AIM-listed in 2001 Tricorn Group plc which develops and manufactures pipes, has put itself up for sale, saying that “it would be in the best interests of stakeholders as a whole to pursue a sale of the Company’s trading operations and/or subsidiaries in order to secure the best possible outcome for creditors, suppliers, customers, and staff.” Its shares on the London Stock Exchange have today been suspended.
The company, which has manufacturing facilities in the USA and the UK, employs around 240 people and has an additional joint venture facility in China.
In July, as the company announced a strategic review, Tricorn Chairman Andrew Moss, said: “Since February 2020, as a result of the global pandemic, Tricorn has experienced an extended period of challenging markets and turbulent trading.
We have made significant changes to our senior executive team, who are focused on improving our operations to strengthen our commercial opportunities for growth. Customer demand is steadily improving which is a welcome sign that the Company is returning to pre-pandemic levels of production activity.
“While the Group is currently operating within its borrowing facilities, these facilities alone will not provide the Group with the necessary cash to make the required investment to deliver the strategy and return the Group to profitable cash generation.”

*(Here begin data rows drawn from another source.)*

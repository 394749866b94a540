//! Validated configuration: which RDF types and predicates denote classes,
//! properties, enumerations, labels, definitions and examples, plus the
//! namespace prefixes used for query headers and display labels.
//!
//! A [`Config`] can only be obtained through validation, so every value a
//! query template receives is a well-formed bracketed IRI.

use std::collections::BTreeMap;
use std::fmt;
use std::path::Path;

use serde::Deserialize;

use crate::error::ConfigError;
use crate::query::STRUCTURAL_PREFIXES;

/// The configuration bundled with the crate, used when none is supplied.
pub const BUNDLED_CONFIG: &str = include_str!("../data/config.yaml");

/// Semantic type names every configuration must define.
pub const REQUIRED_TYPES: [&str; 3] = ["class", "property", "enumeration"];

/// Semantic predicate names every configuration must define.
pub const REQUIRED_PREDICATES: [&str; 3] = ["label", "definition", "example"];

/// An absolute IRI taken from a `<...>` literal.
#[derive(Debug, Clone, PartialEq, Eq, Hash, PartialOrd, Ord)]
pub struct IriRef(String);

impl IriRef {
    /// Parses a bracketed IRI literal such as `<http://www.w3.org/2000/01/rdf-schema#label>`.
    ///
    /// # Errors
    ///
    /// Returns [`ConfigError::MalformedIri`] if the brackets are missing, the
    /// IRI is not absolute, or it contains characters a SPARQL `IRIREF`
    /// forbids.
    pub fn parse_bracketed(field: &str, literal: &str) -> Result<Self, ConfigError> {
        let malformed = || ConfigError::MalformedIri {
            field: field.to_string(),
            value: literal.to_string(),
        };
        let inner = literal
            .trim()
            .strip_prefix('<')
            .and_then(|rest| rest.strip_suffix('>'))
            .ok_or_else(malformed)?;
        let forbidden = |c: char| {
            c.is_whitespace()
                || c.is_control()
                || matches!(c, '<' | '>' | '"' | '{' | '}' | '|' | '^' | '`' | '\\')
        };
        if inner.is_empty() || inner.chars().any(forbidden) || !inner.contains(':') {
            return Err(malformed());
        }
        Ok(Self(inner.to_string()))
    }

    /// The IRI without its brackets.
    pub fn as_str(&self) -> &str {
        &self.0
    }
}

impl fmt::Display for IriRef {
    fn fmt(&self, f: &mut fmt::Formatter<'_>) -> fmt::Result {
        write!(f, "<{}>", self.0)
    }
}

/// Where the documented ontology lives, used to turn its own IRIs into
/// in-page anchors.
#[derive(Debug, Clone, PartialEq, Eq)]
pub struct OntologySettings {
    /// Namespace IRI of the ontology, without the trailing separator.
    pub uri_base: String,
    /// Character(s) separating `uri_base` from local names (`/` or `#`).
    pub separator: String,
}

/// A validated configuration.
#[derive(Debug, Clone)]
pub struct Config {
    types: BTreeMap<String, IriRef>,
    predicates: BTreeMap<String, IriRef>,
    prefixes: BTreeMap<String, IriRef>,
    ontology: OntologySettings,
}

#[derive(Deserialize)]
struct RawConfig {
    #[serde(rename = "type")]
    types: Option<BTreeMap<String, String>>,
    #[serde(rename = "predicate")]
    predicates: Option<BTreeMap<String, String>>,
    #[serde(rename = "prefix")]
    prefixes: Option<BTreeMap<String, String>>,
    ontology: Option<RawOntology>,
}

#[derive(Deserialize)]
struct RawOntology {
    uri_base: Option<String>,
    separator: Option<String>,
}

impl Config {
    /// Loads the configuration bundled with the crate.
    ///
    /// # Errors
    ///
    /// Only fails if the bundled document itself is invalid.
    pub fn bundled() -> Result<Self, ConfigError> {
        Self::from_yaml_str(BUNDLED_CONFIG)
    }

    /// Reads and validates a configuration file. `.toml` files are parsed as
    /// TOML, everything else as YAML.
    ///
    /// # Errors
    ///
    /// Returns [`ConfigError::Io`] if the file cannot be read, or any
    /// validation error raised by [`Config::from_yaml_str`] /
    /// [`Config::from_toml_str`].
    pub fn from_path(path: &Path) -> Result<Self, ConfigError> {
        let text = std::fs::read_to_string(path).map_err(|source| ConfigError::Io {
            path: path.to_path_buf(),
            source,
        })?;
        let is_toml = path
            .extension()
            .map(|ext| ext.eq_ignore_ascii_case("toml"))
            .unwrap_or(false);
        if is_toml {
            Self::from_toml_str(&text)
        } else {
            Self::from_yaml_str(&text)
        }
    }

    /// Parses and validates a YAML configuration document.
    ///
    /// # Errors
    ///
    /// Returns a [`ConfigError`] naming the first missing key or malformed value.
    pub fn from_yaml_str(text: &str) -> Result<Self, ConfigError> {
        let raw: RawConfig = serde_yaml::from_str(text)?;
        Self::validate(raw)
    }

    /// Parses and validates a TOML configuration document.
    ///
    /// # Errors
    ///
    /// Returns a [`ConfigError`] naming the first missing key or malformed value.
    pub fn from_toml_str(text: &str) -> Result<Self, ConfigError> {
        let raw: RawConfig = toml::from_str(text)?;
        Self::validate(raw)
    }

    fn validate(raw: RawConfig) -> Result<Self, ConfigError> {
        let raw_types = raw.types.ok_or_else(|| missing("type"))?;
        let raw_predicates = raw.predicates.ok_or_else(|| missing("predicate"))?;
        let raw_prefixes = raw.prefixes.ok_or_else(|| missing("prefix"))?;
        let raw_ontology = raw.ontology.ok_or_else(|| missing("ontology"))?;

        let types = parse_iri_map("type", raw_types)?;
        if let Some(name) = REQUIRED_TYPES.iter().find(|name| !types.contains_key(**name)) {
            return Err(ConfigError::MissingType((*name).to_string()));
        }

        let predicates = parse_iri_map("predicate", raw_predicates)?;
        if let Some(name) = REQUIRED_PREDICATES
            .iter()
            .find(|name| !predicates.contains_key(**name))
        {
            return Err(ConfigError::MissingPredicate((*name).to_string()));
        }

        let prefixes = parse_iri_map("prefix", raw_prefixes)?;
        for (name, iri) in &prefixes {
            validate_prefix_name(name)?;
            if let Some((_, expected)) = STRUCTURAL_PREFIXES.iter().find(|(p, _)| *p == name.as_str()) {
                if iri.as_str() != *expected {
                    return Err(ConfigError::ReservedPrefix {
                        prefix: name.clone(),
                        expected: (*expected).to_string(),
                        found: iri.as_str().to_string(),
                    });
                }
            }
        }

        let uri_base = raw_ontology
            .uri_base
            .ok_or_else(|| missing("ontology.uri_base"))?;
        let separator = raw_ontology
            .separator
            .ok_or_else(|| missing("ontology.separator"))?;

        Ok(Self {
            types,
            predicates,
            prefixes,
            ontology: OntologySettings {
                uri_base,
                separator,
            },
        })
    }

    /// Returns the RDF type configured under `name`.
    ///
    /// # Errors
    ///
    /// Returns [`ConfigError::MissingType`] if the name is not configured.
    /// The required names are checked at load time, so this only fails for
    /// optional ones.
    pub fn get_type(&self, name: &str) -> Result<&IriRef, ConfigError> {
        self.types
            .get(name)
            .ok_or_else(|| ConfigError::MissingType(name.to_string()))
    }

    /// Returns the RDF predicate configured under `name`.
    ///
    /// # Errors
    ///
    /// Returns [`ConfigError::MissingPredicate`] if the name is not configured.
    pub fn get_predicate(&self, name: &str) -> Result<&IriRef, ConfigError> {
        self.predicates
            .get(name)
            .ok_or_else(|| ConfigError::MissingPredicate(name.to_string()))
    }

    /// Configured namespace prefixes, keyed by prefix name.
    pub fn prefixes(&self) -> &BTreeMap<String, IriRef> {
        &self.prefixes
    }

    /// Ontology location settings.
    pub fn ontology(&self) -> &OntologySettings {
        &self.ontology
    }

    /// `uri_base` followed by the separator: IRIs starting with this are
    /// rendered as local `#fragment` links.
    pub fn ontology_base(&self) -> String {
        format!("{}{}", self.ontology.uri_base, self.ontology.separator)
    }
}

fn missing(key: &str) -> ConfigError {
    ConfigError::MissingKey(key.to_string())
}

fn parse_iri_map(
    section: &str,
    raw: BTreeMap<String, String>,
) -> Result<BTreeMap<String, IriRef>, ConfigError> {
    raw.into_iter()
        .map(|(name, value)| {
            let iri = IriRef::parse_bracketed(&format!("{section}.{name}"), &value)?;
            Ok((name, iri))
        })
        .collect()
}

fn validate_prefix_name(name: &str) -> Result<(), ConfigError> {
    let mut chars = name.chars();
    let starts_with_letter = chars.next().map(|c| c.is_ascii_alphabetic()).unwrap_or(false);
    let rest_ok = chars.all(|c| c.is_ascii_alphanumeric() || matches!(c, '_' | '-' | '.'));
    if starts_with_letter && rest_ok && !name.ends_with('.') {
        Ok(())
    } else {
        Err(ConfigError::MalformedPrefix(name.to_string()))
    }
}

He went on: “We anticipate that the impact of COVID-19 and the shipping delays of imported material will continue to put pressure on labour costs and associated labour productivity in the near term. The Group made a solid start to the year with revenue for the first six months of 2021 in line with the same period in the previous year and increasing 33 per cent on the previous six month period ending 30 September 2020, although margins continue to see some pressure from price increases and labour productivity.”
Since that time, the Company and its advisers have engaged in discussions with various parties. Indicative offers have been received from certain parties for the acquisition of the trading operations and/or subsidiaries of the Company on a going concern basis, and discussions are ongoing with further parties.
The Group has two manufacturing facilities in the UK, located in West Bromwich and Malvern.
The Malvern facility specialises in the design and manufacture of larger tubular assemblies and fabrications for engine, cooling and generator set applications. Its customer base serves the power generation, oil and gas, mining and marine application markets.
The West Bromwich site is focused on rigid, nylon and hybrid tubular products for engines, hydraulic actuation, transmission lubrication and fuel sender sub-systems. Key end markets are on- and offroad applications, including construction, trucks and agriculture.
Demand through February 2020 had started to slow in the UK with further softening as some customers experienced supply shortages from China. However, the situation deteriorated rapidly through March 2020. Both Tricorn UK facilities were temporarily closed on 25 March 2020 amidst safety concerns for employees and following serious disruption to supply chains and numerous customer closures. The facilities were reopened from 20 April 2020 onwards and have remained open since.
Revenue for the 18 month trading period of £15.3 million was 8.5 per cent up on the corresponding 12 month period (31 March 2019: £14.1m).
Overall, consolidated revenue for the period of £25.4 million compares to £22.8 million for the 12 months ended 31 March 2019. The loss before taxation was £7.7 million (31 March 2019: profit £1.0 million). Given the change of accounting reference date and the extended 18 month reporting period to 30 September 2020 as compared to the 12 month reporting period to 31 March 2019, and the significant impact of COVID-19 on the trading period, this review analyses the 18 month period in 6-month segments.